- M&S is still dealing with the consequences of cyber attack that reached its digital services
- Online orders continue to pause three weeks after the trick took place
- Customer stolen data includes contact data, but there are no passwords or payment information.
Three weeks after Marks & Spencer was hit by a cyber attack, the retailer is still working to restore complete services.

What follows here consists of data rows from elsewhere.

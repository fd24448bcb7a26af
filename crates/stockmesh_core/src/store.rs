//! In-memory keyed store for stock records, the change outbox and the
//! idempotency guard.
//!
//! All three tables live behind one lock so a conditional stock write, its
//! change-log append and an optional idempotency insert commit as a single
//! unit: either everything lands or nothing does.

use crate::types::{ProductId, StockRecord, TimestampMs};
use parking_lot::RwLock;
use std::collections::{BTreeSet, HashMap};
use uuid::Uuid;

/// A dirty marker recorded on every successful store-side mutation.
///
/// Entries are not deduplicated at write time; the pusher reduces them to
/// the distinct product set when building a batch.
#[derive(Debug, Clone, PartialEq, Eq)]
pub struct ChangeLogEntry {
    /// Unique entry id.
    pub id: Uuid,
    /// Product that changed.
    pub product_id: ProductId,
    /// Timestamp of the mutation that produced the entry.
    pub updated_at: TimestampMs,
}

impl ChangeLogEntry {
    /// Creates an entry for a mutation of `product_id` at `updated_at`.
    pub fn new(product_id: impl Into<ProductId>, updated_at: TimestampMs) -> Self {
        Self {
            id: Uuid::new_v4(),
            product_id: product_id.into(),
            updated_at,
        }
    }
}

/// Dedup record for reservation requests carrying an idempotency key.
#[derive(Debug, Clone, PartialEq, Eq)]
pub struct IdempotencyRecord {
    /// Unique record id.
    pub id: Uuid,
    /// Client-supplied token. Unique across the table.
    pub idempotency_key: String,
    /// Hash of the request payload: `order_id:product_id:quantity`.
    pub request_hash: String,
    /// Timestamp of the first execution.
    pub created_at: TimestampMs,
}

impl IdempotencyRecord {
    /// Creates a record for a first-time execution of a keyed request.
    pub fn new(
        idempotency_key: impl Into<String>,
        request_hash: impl Into<String>,
        created_at: TimestampMs,
    ) -> Self {
        Self {
            id: Uuid::new_v4(),
            idempotency_key: idempotency_key.into(),
            request_hash: request_hash.into(),
            created_at,
        }
    }
}

/// Outcome of a conditional write.
///
/// Conflicts are modeled as a tagged value rather than an error so the
/// mutator branches on them explicitly.
#[derive(Debug, Clone, PartialEq, Eq)]
pub enum CommitOutcome {
    /// The version matched; the record as stored, with its bumped version.
    Committed(StockRecord),
    /// Another writer bumped the version between the read and the write.
    VersionConflict,
}

#[derive(Debug, Default)]
struct StoreInner {
    stocks: HashMap<ProductId, StockRecord>,
    change_log: Vec<ChangeLogEntry>,
    idempotency: HashMap<String, IdempotencyRecord>,
}

/// Shared mutable stock state for one store node.
///
/// Stands in for the durable keyed store: a stock table keyed by product,
/// an append-only change log and an idempotency table keyed by token.
#[derive(Debug, Default)]
pub struct StockStore {
    inner: RwLock<StoreInner>,
}

impl StockStore {
    /// Creates an empty store.
    pub fn new() -> Self {
        Self::default()
    }

    /// Seeds a product with an initial on-hand quantity.
    ///
    /// Provisioning is idempotent: an existing record is left untouched
    /// and returned as-is.
    pub fn provision(
        &self,
        product_id: impl Into<ProductId>,
        on_hand: i64,
        updated_at: TimestampMs,
    ) -> StockRecord {
        let product_id = product_id.into();
        let mut inner = self.inner.write();
        inner
            .stocks
            .entry(product_id.clone())
            .or_insert_with(|| StockRecord {
                product_id,
                on_hand,
                allocated: 0,
                updated_at,
                version: 1,
            })
            .clone()
    }

    /// Returns a copy of the current record for `product_id`.
    pub fn get(&self, product_id: &str) -> Option<StockRecord> {
        self.inner.read().stocks.get(product_id).cloned()
    }

    /// Number of provisioned products.
    pub fn len(&self) -> usize {
        self.inner.read().stocks.len()
    }

    /// Returns true if no product has been provisioned.
    pub fn is_empty(&self) -> bool {
        self.inner.read().stocks.is_empty()
    }

    /// Conditionally writes `record`, appending `entry` and optionally an
    /// idempotency record in the same unit.
    ///
    /// The write succeeds only if the stored version still equals
    /// `expected_version`; on success the stored version is bumped. On a
    /// conflict nothing is written, the change log included.
    pub fn try_commit(
        &self,
        expected_version: u64,
        record: StockRecord,
        entry: ChangeLogEntry,
        idempotency: Option<IdempotencyRecord>,
    ) -> CommitOutcome {
        let mut inner = self.inner.write();
        let stored = match inner.stocks.get_mut(&record.product_id) {
            Some(stored) => stored,
            None => return CommitOutcome::VersionConflict,
        };
        if stored.version != expected_version {
            return CommitOutcome::VersionConflict;
        }

        stored.on_hand = record.on_hand;
        stored.allocated = record.allocated;
        stored.updated_at = record.updated_at;
        stored.version = expected_version + 1;
        let committed = stored.clone();

        inner.change_log.push(entry);
        if let Some(idem) = idempotency {
            // Unique constraint on the key: first writer wins.
            inner
                .idempotency
                .entry(idem.idempotency_key.clone())
                .or_insert(idem);
        }

        CommitOutcome::Committed(committed)
    }

    /// Looks up the idempotency record for a client token.
    pub fn find_idempotency(&self, key: &str) -> Option<IdempotencyRecord> {
        self.inner.read().idempotency.get(key).cloned()
    }

    /// Number of change-log entries waiting for a push.
    pub fn change_log_len(&self) -> usize {
        self.inner.read().change_log.len()
    }

    /// Copies out the pending change-log entries.
    pub fn change_log_entries(&self) -> Vec<ChangeLogEntry> {
        self.inner.read().change_log.clone()
    }

    /// Reduces the change log to the distinct set of changed products.
    pub fn distinct_changed_products(&self) -> Vec<ProductId> {
        let inner = self.inner.read();
        let distinct: BTreeSet<&ProductId> =
            inner.change_log.iter().map(|e| &e.product_id).collect();
        distinct.into_iter().cloned().collect()
    }

    /// Bulk-deletes the entire change log.
    ///
    /// Unscoped: entries appended after the caller read the log are
    /// deleted too.
    pub fn clear_change_log(&self) {
        self.inner.write().change_log.clear();
    }
}

#[cfg(test)]
mod tests {
    use super::*;

    fn provisioned() -> StockStore {
        let store = StockStore::new();
        store.provision("SKU-1", 10, 1_000);
        store
    }

    #[test]
    fn provision_and_get() {
        let store = provisioned();
        let record = store.get("SKU-1").unwrap();
        assert_eq!(record.on_hand, 10);
        assert_eq!(record.allocated, 0);
        assert_eq!(record.version, 1);
        assert!(store.get("SKU-404").is_none());
    }

    #[test]
    fn provision_is_idempotent() {
        let store = provisioned();
        let again = store.provision("SKU-1", 99, 2_000);
        assert_eq!(again.on_hand, 10);
        assert_eq!(store.len(), 1);
    }

    #[test]
    fn commit_bumps_version_and_appends_log() {
        let store = provisioned();
        let mut record = store.get("SKU-1").unwrap();
        record.on_hand = 15;
        record.updated_at = 2_000;

        let outcome = store.try_commit(1, record, ChangeLogEntry::new("SKU-1", 2_000), None);
        match outcome {
            CommitOutcome::Committed(committed) => {
                assert_eq!(committed.on_hand, 15);
                assert_eq!(committed.version, 2);
            }
            CommitOutcome::VersionConflict => panic!("expected commit"),
        }
        assert_eq!(store.change_log_len(), 1);
        assert_eq!(store.get("SKU-1").unwrap().version, 2);

        let entries = store.change_log_entries();
        assert_eq!(entries[0].product_id, "SKU-1");
        assert_eq!(entries[0].updated_at, 2_000);
    }

    #[test]
    fn stale_version_conflicts_without_side_effects() {
        let store = provisioned();
        let mut record = store.get("SKU-1").unwrap();
        record.on_hand = 15;

        let outcome = store.try_commit(7, record, ChangeLogEntry::new("SKU-1", 2_000), None);
        assert_eq!(outcome, CommitOutcome::VersionConflict);
        assert_eq!(store.change_log_len(), 0);
        assert_eq!(store.get("SKU-1").unwrap().on_hand, 10);
    }

    #[test]
    fn unknown_product_conflicts() {
        let store = StockStore::new();
        let record = StockRecord {
            product_id: "SKU-404".into(),
            on_hand: 1,
            allocated: 0,
            updated_at: 0,
            version: 1,
        };
        let outcome = store.try_commit(1, record, ChangeLogEntry::new("SKU-404", 0), None);
        assert_eq!(outcome, CommitOutcome::VersionConflict);
    }

    #[test]
    fn idempotency_written_with_commit() {
        let store = provisioned();
        let mut record = store.get("SKU-1").unwrap();
        record.allocated = 3;

        let idem = IdempotencyRecord::new("key-1", "ord:SKU-1:3", 2_000);
        store.try_commit(1, record, ChangeLogEntry::new("SKU-1", 2_000), Some(idem));

        let found = store.find_idempotency("key-1").unwrap();
        assert_eq!(found.request_hash, "ord:SKU-1:3");
        assert!(store.find_idempotency("key-2").is_none());
    }

    #[test]
    fn idempotency_key_is_unique() {
        let store = provisioned();
        for attempt in 0..2 {
            let mut record = store.get("SKU-1").unwrap();
            let expected = record.version;
            record.allocated += 1;
            let idem = IdempotencyRecord::new("key-1", format!("hash-{attempt}"), 2_000);
            store.try_commit(
                expected,
                record,
                ChangeLogEntry::new("SKU-1", 2_000),
                Some(idem),
            );
        }
        assert_eq!(store.find_idempotency("key-1").unwrap().request_hash, "hash-0");
    }

    #[test]
    fn distinct_products_deduplicates_log() {
        let store = StockStore::new();
        store.provision("SKU-1", 10, 0);
        store.provision("SKU-2", 10, 0);

        for product in ["SKU-1", "SKU-2", "SKU-1"] {
            let record = store.get(product).unwrap();
            let version = record.version;
            store.try_commit(version, record, ChangeLogEntry::new(product, 1_000), None);
        }

        assert_eq!(store.change_log_len(), 3);
        assert_eq!(store.distinct_changed_products(), vec!["SKU-1", "SKU-2"]);
    }

    #[test]
    fn clear_change_log_is_unconditional() {
        let store = provisioned();
        let record = store.get("SKU-1").unwrap();
        store.try_commit(1, record, ChangeLogEntry::new("SKU-1", 2_000), None);

        store.clear_change_log();
        assert_eq!(store.change_log_len(), 0);
        assert!(store.distinct_changed_products().is_empty());
    }
}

Online orders remain suspended, and the company has now confirmed that some customer data were stolen during the violation. The information taken can include names, addresses, telephone numbers, birth dates and orders stories. According to the company, no account passwords or usable payment details were exposed.
The attack has had a visible impact on M&S. Its market capitalization has decreased by around 1 billion from the incident, and although purchases in the store and contactless payments have resumed, the website and the application are still out of line to order.
Continuous interruption
If you visit the site now, a message establishes: “As part of our proactive management of a cyber incident, we have made the decision to stop orders through our M&S.com websites, applications and by phone. Our range of products remains available to navigate online. We really regret this inconvenience. Our stores are open to welcome customers.”
The hackers used a known cyber crime service called Dragonforce, which provides tools for ransomware attacks. This group is associated with a method known as double extortion: steal data and also encrypt it to press the victims to pay a rescue.
M&S said he acted quickly to contain the violation, work with cybersecurity experts and notify the relevant authorities. Customers have been sent by email about the incident and are asked to restore their passwords as caution.
Until now, Dragonforce Darknet has not published any leaked M&S data, but experts point out that there is still a risk of future exposure or sale.
The retailer has not confirmed how many people were affected, although their most recent annual report listed 9.4 million active users.
Other retail retailers have also been recently attacked, including CO-OP and Harrods. According to reports, the cooperative, which experienced a similar incident, is closer to resuming online operations for its suppliers.
M&S has apologized for the interruption and calm to customers that the steps are being taken to safe systems. Despite this, it is not clear when the full -line functionality will return.